• Directions for this task:
Go through the lines below and copy each one that holds the string "invalid".

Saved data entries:
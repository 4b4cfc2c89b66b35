use crate::message::ConversationTurn;

/// In-memory transcript of one session. Turns are only ever appended;
/// `clear` drops the whole transcript at once.
#[derive(Default, Clone, Debug)]
pub struct ConversationMemory {
    turns: Vec<ConversationTurn>,
}

impl ConversationMemory {
    pub fn with_turns(turns: Vec<ConversationTurn>) -> Self {
        Self { turns }
    }

    pub fn push(&mut self, turn: ConversationTurn) {
        self.turns.push(turn);
    }

    pub fn iter(&self) -> impl DoubleEndedIterator<Item = &ConversationTurn> + '_ {
        self.turns.iter()
    }

    pub fn len(&self) -> usize {
        self.turns.len()
    }

    pub fn is_empty(&self) -> bool {
        self.turns.is_empty()
    }

    pub fn clear(&mut self) {
        self.turns.clear();
    }
}
use std::net::SocketAddr;
use std::sync::Arc;

use evokg_assistant::{
    evokg_toolkit, init_tracing, model_factory, openapi_toolkit, serve, AgentProfile, AppConfig,
    AssistantError, RemoteApiClient, SessionManager, ToolGateway,
};

#[tokio::main]
async fn main() -> evokg_assistant::Result<()> {
    let path = std::env::var("EVOKG_CONFIG").unwrap_or_else(|_| "evokg.toml".to_string());
    let cfg = AppConfig::from_env_or_file(&path)?;
    init_tracing("info", cfg.logging.json)?;

    let credentials = cfg.credentials();
    if !credentials.has_key() {
        tracing::warn!("no default model API key configured; sessions must supply their own");
    }

    let client = RemoteApiClient::new(cfg.knowledge_graph.remote_api())?;
    let kg = &cfg.knowledge_graph;
    let registry = if kg.uses_openapi() {
        openapi_toolkit(&client, &kg.spec_url, &kg.operations).await?
    } else {
        tracing::info!("no OpenAPI document configured; using the built-in tool catalog");
        evokg_toolkit()?
    };
    let gateway = ToolGateway::new(registry, client);
    let manager = SessionManager::new(
        AgentProfile::evokg(cfg.model.model.clone()),
        gateway,
        model_factory(cfg.model.clone())?,
        credentials,
    )
    .with_max_steps(cfg.agent.max_steps);

    let addr: SocketAddr = format!("{}:{}", cfg.server.host, cfg.server.port)
        .parse()
        .map_err(|err| AssistantError::Config(format!("invalid listen address: {err}")))?;
    tracing::info!(config = %path, kg = %cfg.knowledge_graph.base_url, "starting Evo-KG assistant");
    serve(Arc::new(manager), addr).await
}
use tracing_subscriber::layer::SubscriberExt;
use tracing_subscriber::util::SubscriberInitExt;
use tracing_subscriber::{fmt, EnvFilter, Registry};

use crate::error::{AssistantError, Result};

/// Install the global subscriber. Filtering follows `RUST_LOG` and falls
/// back to `default_directive` (e.g. `info`).
pub fn init_tracing(default_directive: &str, json: bool) -> Result<()> {
    let filter = EnvFilter::try_from_default_env()
        .or_else(|_| EnvFilter::try_new(default_directive))
        .map_err(|err| AssistantError::Config(format!("invalid log filter: {err}")))?;

    let registry = Registry::default().with(filter);
    let installed = if json {
        registry.with(fmt::layer().json().with_target(true)).try_init()
    } else {
        registry.with(fmt::layer().with_target(false)).try_init()
    };
    installed.map_err(|err| AssistantError::Config(format!("tracing already initialized: {err}")))
}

• Written answer:
        .map_err(|err| AssistantError::Config(format!("invalid listen address: {err}")))?;
        .map_err(|err| AssistantError::Config(format!("invalid log filter: {err}")))?;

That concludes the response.